## [Your task]
Restate exactly the lines from the top of the listing below to the line containing "#[must_use]"; the remaining lines are not wanted.

================

use crate::error::WireError;
use crate::varint::{decode_varint, decode_zigzag, encode_varint, encode_zigzag};

/// A decoded protobuf field value.
///
/// The wire type determines how the payload was read:
///
/// ```text
/// ┌──────┬──────────────────┬─────────────────────────────┐
/// │ Wire │ Variant          │ Payload                     │
/// ├──────┼──────────────────┼─────────────────────────────┤
/// │ 0    │ Varint(u64)      │ single varint               │
/// │ 1    │ Fixed64(u64)     │ 8 bytes little-endian       │
/// │ 2    │ Bytes(&[u8])     │ varint length + raw bytes   │
/// │ 5    │ Fixed32(u32)     │ 4 bytes little-endian       │
/// └──────┴──────────────────┴─────────────────────────────┘
/// ```
///
/// Wire types 3 and 4 (groups) do not occur in the OSMPBF schema family
/// and are rejected outright.
#[derive(Clone, Copy, Debug, PartialEq, Eq)]
pub enum FieldValue<'a> {
    Varint(u64),
    Fixed64(u64),
    Bytes(&'a [u8]),
    Fixed32(u32),
}

/// A raw field before message-specific interpretation.
///
/// The caller matches on `number` to decide which struct field to
/// populate; unknown field numbers are skipped simply by ignoring the
/// yielded field — the reader has already consumed the payload.
#[derive(Clone, Copy, Debug)]
pub struct RawField<'a> {
    pub number: u32,
    pub value: FieldValue<'a>,
}

/// Cursor-based field reader for one protobuf message body.
///
/// Wraps a byte slice and yields fields one at a time until the buffer
/// is exhausted. Message decoders loop over `next_field`, match on the
/// field number, and fall through for anything unknown:
///
/// ```text
///   let mut reader = FieldReader::new(body);
///   while let Some(field) = reader.next_field()? {
///       match field.number {
///           1 => { /* handle field 1 */ }
///           _ => { /* skipped */ }
///       }
///   }
/// ```
pub struct FieldReader<'a> {
    buf: &'a [u8],
    pos: usize,
}

impl<'a> FieldReader<'a> {
    #[must_use]
    pub fn new(buf: &'a [u8]) -> Self {
        Self { buf, pos: 0 }
    }

    /// Read the next field from the message body.
    ///
    /// Returns `Ok(None)` when the buffer is exhausted.
    ///
    /// # Errors
    ///
    /// [`WireError::UnexpectedEof`] on a truncated key or payload,
    /// [`WireError::UnknownWireType`] for group or reserved wire types.
    pub fn next_field(&mut self) -> Result<Option<RawField<'a>>, WireError> {
        let remaining = &self.buf[self.pos..];
        if remaining.is_empty() {
            return Ok(None);
        }

        let (key, key_len) = decode_varint(remaining).map_err(|e| self.rebase(e))?;
        self.pos += key_len;

        let number = (key >> 3) as u32;
        let wire_type = (key & 0x07) as u8;
        let payload = &self.buf[self.pos..];

        let value = match wire_type {
            0 => {
                let (v, n) = decode_varint(payload).map_err(|e| self.rebase(e))?;
                self.pos += n;
                FieldValue::Varint(v)
            }
            1 => {
                let bytes: [u8; 8] = payload
                    .get(..8)
                    .and_then(|s| s.try_into().ok())
                    .ok_or(WireError::UnexpectedEof { offset: self.pos })?;
                self.pos += 8;
                FieldValue::Fixed64(u64::from_le_bytes(bytes))
            }
            2 => {
                let (len, n) = decode_varint(payload).map_err(|e| self.rebase(e))?;
                let end = usize::try_from(len)
                    .ok()
                    .and_then(|len| n.checked_add(len))
                    .ok_or(WireError::UnexpectedEof { offset: self.pos })?;
                let data = payload
                    .get(n..end)
                    .ok_or(WireError::UnexpectedEof { offset: self.pos })?;
                self.pos += end;
                FieldValue::Bytes(data)
            }
            5 => {
                let bytes: [u8; 4] = payload
                    .get(..4)
                    .and_then(|s| s.try_into().ok())
                    .ok_or(WireError::UnexpectedEof { offset: self.pos })?;
                self.pos += 4;
                FieldValue::Fixed32(u32::from_le_bytes(bytes))
            }
            other => {
                return Err(WireError::UnknownWireType {
                    field: number,
                    value: other,
                })
            }
        };

        Ok(Some(RawField { number, value }))
    }

    /// Offsets from `decode_varint` are relative to the slice it saw.
    fn rebase(&self, err: WireError) -> WireError {
        match err {
            WireError::UnexpectedEof { offset } => WireError::UnexpectedEof {
                offset: self.pos + offset,
            },
            other => other,
        }
    }
}

impl<'a> RawField<'a> {
    /// The raw varint payload (wire type 0).
    pub fn varint(&self) -> Result<u64, WireError> {
        match self.value {
            FieldValue::Varint(v) => Ok(v),
            _ => Err(WireError::WrongType { field: self.number }),
        }
    }

    /// int64: a plain varint reinterpreted as two's complement.
    pub fn int64(&self) -> Result<i64, WireError> {
        Ok(self.varint()? as i64)
    }

    /// int32: negative values occupy the full 10-byte varint and truncate.
    pub fn int32(&self) -> Result<i32, WireError> {
        Ok(self.varint()? as i64 as i32)
    }

    /// uint32.
    pub fn uint32(&self) -> Result<u32, WireError> {
        Ok(self.varint()? as u32)
    }

    /// sint64: zigzag-decoded varint.
    pub fn sint64(&self) -> Result<i64, WireError> {
        Ok(decode_zigzag(self.varint()?))
    }

    /// bool.
    pub fn bool(&self) -> Result<bool, WireError> {
        Ok(self.varint()? != 0)
    }

    /// The raw bytes payload (wire type 2).
    pub fn bytes(&self) -> Result<&'a [u8], WireError> {
        match self.value {
            FieldValue::Bytes(b) => Ok(b),
            _ => Err(WireError::WrongType { field: self.number }),
        }
    }

    /// A UTF-8 string payload.
    pub fn string(&self) -> Result<String, WireError> {
        let bytes = self.bytes()?;
        std::str::from_utf8(bytes)
            .map(str::to_owned)
            .map_err(|_| WireError::InvalidUtf8 { field: self.number })
    }

    /// Append a `repeated sint64 [packed]` field.
    ///
    /// Protobuf allows repeated scalars to arrive packed (one
    /// length-delimited run) or unpacked (one varint per occurrence);
    /// conforming decoders accept both, so all the packed helpers do.
    pub fn packed_sint64_into(&self, out: &mut Vec<i64>) -> Result<(), WireError> {
        self.packed_into(out, decode_zigzag)
    }

    /// Append a `repeated int64 [packed]` field.
    pub fn packed_int64_into(&self, out: &mut Vec<i64>) -> Result<(), WireError> {
        self.packed_into(out, |v| v as i64)
    }

    /// Append a `repeated int32 [packed]` field.
    pub fn packed_int32_into(&self, out: &mut Vec<i32>) -> Result<(), WireError> {
        self.packed_into(out, |v| v as i64 as i32)
    }

    /// Append a `repeated sint32 [packed]` field.
    pub fn packed_sint32_into(&self, out: &mut Vec<i32>) -> Result<(), WireError> {
        self.packed_into(out, |v| decode_zigzag(v) as i32)
    }

    /// Append a `repeated uint32 [packed]` field.
    pub fn packed_uint32_into(&self, out: &mut Vec<u32>) -> Result<(), WireError> {
        self.packed_into(out, |v| v as u32)
    }

    /// Append a `repeated bool [packed]` field.
    pub fn packed_bool_into(&self, out: &mut Vec<bool>) -> Result<(), WireError> {
        self.packed_into(out, |v| v != 0)
    }

    fn packed_into<T>(&self, out: &mut Vec<T>, map: impl Fn(u64) -> T) -> Result<(), WireError> {
        match self.value {
            FieldValue::Varint(v) => {
                out.push(map(v));
                Ok(())
            }
            FieldValue::Bytes(mut data) => {
                while !data.is_empty() {
                    let (v, n) = decode_varint(data)?;
                    out.push(map(v));
                    data = &data[n..];
                }
                Ok(())
            }
            _ => Err(WireError::WrongType { field: self.number }),
        }
    }
}

// ── Encoding helpers ──────────────────────────────────────────────────
//
// Used by the test fixtures to assemble OSMPBF messages byte by byte.
// The decoder never calls these; PBF writing is not a feature of this
// library.

fn push_key(buf: &mut Vec<u8>, number: u32, wire_type: u8) {
    encode_varint(buf, (u64::from(number) << 3) | u64::from(wire_type));
}

/// Encode a varint field (wire type 0).
pub fn encode_varint_field(buf: &mut Vec<u8>, number: u32, value: u64) {
    push_key(buf, number, 0);
    encode_varint(buf, value);
}

/// Encode an int64/int32 field: negative values as full-width varints.
pub fn encode_int64_field(buf: &mut Vec<u8>, number: u32, value: i64) {
    encode_varint_field(buf, number, value as u64);
}

/// Encode a sint64 field (zigzag varint).
pub fn encode_sint64_field(buf: &mut Vec<u8>, number: u32, value: i64) {
    encode_varint_field(buf, number, encode_zigzag(value));
}

/// Encode a length-delimited field (wire type 2).
pub fn encode_bytes_field(buf: &mut Vec<u8>, number: u32, data: &[u8]) {
    push_key(buf, number, 2);
    encode_varint(buf, data.len() as u64);
    buf.extend_from_slice(data);
}

/// Encode a string field.
pub fn encode_string_field(buf: &mut Vec<u8>, number: u32, value: &str) {
    encode_bytes_field(buf, number, value.as_bytes());
}

/// Encode a packed repeated sint64 field.
pub fn encode_packed_sint64(buf: &mut Vec<u8>, number: u32, values: &[i64]) {
    let mut packed = Vec::new();
    for &v in values {
        encode_varint(&mut packed, encode_zigzag(v));
    }
    encode_bytes_field(buf, number, &packed);
}

/// Encode a packed repeated int64 field.
pub fn encode_packed_int64(buf: &mut Vec<u8>, number: u32, values: &[i64]) {
    let mut packed = Vec::new();
    for &v in values {
        encode_varint(&mut packed, v as u64);
    }
    encode_bytes_field(buf, number, &packed);
}

/// Encode a packed repeated int32 field.
pub fn encode_packed_int32(buf: &mut Vec<u8>, number: u32, values: &[i32]) {
    let mut packed = Vec::new();
    for &v in values {
        encode_varint(&mut packed, i64::from(v) as u64);
    }
    encode_bytes_field(buf, number, &packed);
}

/// Encode a packed repeated sint32 field.
pub fn encode_packed_sint32(buf: &mut Vec<u8>, number: u32, values: &[i32]) {
    let mut packed = Vec::new();
    for &v in values {
        encode_varint(&mut packed, encode_zigzag(i64::from(v)));
    }
    encode_bytes_field(buf, number, &packed);
}

/// Encode a packed repeated uint32 field.
pub fn encode_packed_uint32(buf: &mut Vec<u8>, number: u32, values: &[u32]) {
    let mut packed = Vec::new();
    for &v in values {
        encode_varint(&mut packed, u64::from(v));
    }
    encode_bytes_field(buf, number, &packed);
}

/// Encode a packed repeated bool field.
pub fn encode_packed_bool(buf: &mut Vec<u8>, number: u32, values: &[bool]) {
    let mut packed = Vec::new();
    for &v in values {
        encode_varint(&mut packed, u64::from(v));
    }
    encode_bytes_field(buf, number, &packed);
}

#[cfg(test)]
mod tests {
    use super::*;

    #[test]
    fn empty_buffer_returns_none() {
        let mut reader = FieldReader::new(&[]);
        assert!(reader.next_field().unwrap().is_none());
    }

    #[test]
    fn reads_varint_field() {
        let mut buf = Vec::new();
        encode_varint_field(&mut buf, 1, 42);

        let mut reader = FieldReader::new(&buf);
        let field = reader.next_field().unwrap().unwrap();
        assert_eq!(field.number, 1);
        assert_eq!(field.varint().unwrap(), 42);
        assert!(reader.next_field().unwrap().is_none());
    }

    #[test]
    fn reads_bytes_field() {
        let mut buf = Vec::new();
        encode_bytes_field(&mut buf, 2, b"hello");

        let mut reader = FieldReader::new(&buf);
        let field = reader.next_field().unwrap().unwrap();
        assert_eq!(field.number, 2);
        assert_eq!(field.bytes().unwrap(), b"hello");
    }

    #[test]
    fn reads_fixed_width_fields() {
        let mut buf = Vec::new();
        push_key(&mut buf, 3, 1);
        buf.extend_from_slice(&0xDEAD_BEEF_u64.to_le_bytes());
        push_key(&mut buf, 4, 5);
        buf.extend_from_slice(&7_u32.to_le_bytes());

        let mut reader = FieldReader::new(&buf);
        let f3 = reader.next_field().unwrap().unwrap();
        assert_eq!(f3.value, FieldValue::Fixed64(0xDEAD_BEEF));
        let f4 = reader.next_field().unwrap().unwrap();
        assert_eq!(f4.value, FieldValue::Fixed32(7));
        assert!(reader.next_field().unwrap().is_none());
    }

    #[test]
    fn skips_unknown_fields_by_ignoring_them() {
        let mut buf = Vec::new();
        encode_varint_field(&mut buf, 99, 1);
        encode_bytes_field(&mut buf, 100, &[0xAB; 32]);
        encode_varint_field(&mut buf, 1, 7);

        let mut reader = FieldReader::new(&buf);
        let mut known = None;
        while let Some(field) = reader.next_field().unwrap() {
            if field.number == 1 {
                known = Some(field.varint().unwrap());
            }
        }
        assert_eq!(known, Some(7));
    }

    #[test]
    fn group_wire_type_rejected() {
        let mut buf = Vec::new();
        push_key(&mut buf, 1, 3);

        let mut reader = FieldReader::new(&buf);
        assert!(matches!(
            reader.next_field(),
            Err(WireError::UnknownWireType { field: 1, value: 3 })
        ));
    }

    #[test]
    fn truncated_payload_rejected() {
        let mut buf = Vec::new();
        push_key(&mut buf, 2, 2);
        encode_varint(&mut buf, 100); // claims 100 bytes, provides none

        let mut reader = FieldReader::new(&buf);
        assert!(matches!(
            reader.next_field(),
            Err(WireError::UnexpectedEof { .. })
        ));
    }

    #[test]
    fn negative_int32_roundtrip() {
        let mut buf = Vec::new();
        encode_int64_field(&mut buf, 4, -1);

        let mut reader = FieldReader::new(&buf);
        let field = reader.next_field().unwrap().unwrap();
        assert_eq!(field.int32().unwrap(), -1);
    }

    #[test]
    fn packed_sint64_roundtrip() {
        let mut buf = Vec::new();
        encode_packed_sint64(&mut buf, 8, &[10, -3, 5]);

        let mut reader = FieldReader::new(&buf);
        let field = reader.next_field().unwrap().unwrap();
        let mut out = Vec::new();
        field.packed_sint64_into(&mut out).unwrap();
        assert_eq!(out, vec![10, -3, 5]);
    }

    #[test]
    fn packed_accepts_unpacked_encoding() {
        // Three unpacked occurrences of a repeated sint64 field
        let mut buf = Vec::new();
        encode_sint64_field(&mut buf, 8, 10);
        encode_sint64_field(&mut buf, 8, -3);
        encode_sint64_field(&mut buf, 8, 5);

        let mut reader = FieldReader::new(&buf);
        let mut out = Vec::new();
        while let Some(field) = reader.next_field().unwrap() {
            field.packed_sint64_into(&mut out).unwrap();
        }
        assert_eq!(out, vec![10, -3, 5]);
    }

    #[test]
    fn wrong_type_accessor_rejected() {
        let mut buf = Vec::new();
        encode_varint_field(&mut buf, 1, 42);

        let mut reader = FieldReader::new(&buf);
        let field = reader.next_field().unwrap().unwrap();
        assert!(matches!(
            field.bytes(),
            Err(WireError::WrongType { field: 1 })
        ));
    }

    #[test]
    fn invalid_utf8_string_rejected() {
        let mut buf = Vec::new();
        encode_bytes_field(&mut buf, 1, &[0xFF, 0xFE]);

        let mut reader = FieldReader::new(&buf);
        let field = reader.next_field().unwrap().unwrap();
        assert!(matches!(
            field.string(),
            Err(WireError::InvalidUtf8 { field: 1 })
        ));
    }
}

================

## [Output for this exercise]
use crate::error::WireError;
use crate::varint::{decode_varint, decode_zigzag, encode_varint, encode_zigzag};

/// A decoded protobuf field value.
///
/// The wire type determines how the payload was read:
///
/// ```text
/// ┌──────┬──────────────────┬─────────────────────────────┐
/// │ Wire │ Variant          │ Payload                     │
/// ├──────┼──────────────────┼─────────────────────────────┤
/// │ 0    │ Varint(u64)      │ single varint               │
/// │ 1    │ Fixed64(u64)     │ 8 bytes little-endian       │
/// │ 2    │ Bytes(&[u8])     │ varint length + raw bytes   │
/// │ 5    │ Fixed32(u32)     │ 4 bytes little-endian       │
/// └──────┴──────────────────┴─────────────────────────────┘
/// ```
///
/// Wire types 3 and 4 (groups) do not occur in the OSMPBF schema family
/// and are rejected outright.
#[derive(Clone, Copy, Debug, PartialEq, Eq)]
pub enum FieldValue<'a> {
    Varint(u64),
    Fixed64(u64),
    Bytes(&'a [u8]),
    Fixed32(u32),
}

/// A raw field before message-specific interpretation.
///
/// The caller matches on `number` to decide which struct field to
/// populate; unknown field numbers are skipped simply by ignoring the
/// yielded field — the reader has already consumed the payload.
#[derive(Clone, Copy, Debug)]
pub struct RawField<'a> {
    pub number: u32,
    pub value: FieldValue<'a>,
}

/// Cursor-based field reader for one protobuf message body.
///
/// Wraps a byte slice and yields fields one at a time until the buffer
/// is exhausted. Message decoders loop over `next_field`, match on the
/// field number, and fall through for anything unknown:
///
/// ```text
///   let mut reader = FieldReader::new(body);
///   while let Some(field) = reader.next_field()? {
///       match field.number {
///           1 => { /* handle field 1 */ }
///           _ => { /* skipped */ }
///       }
///   }
/// ```
pub struct FieldReader<'a> {
    buf: &'a [u8],
    pos: usize,
}

impl<'a> FieldReader<'a> {
    #[must_use]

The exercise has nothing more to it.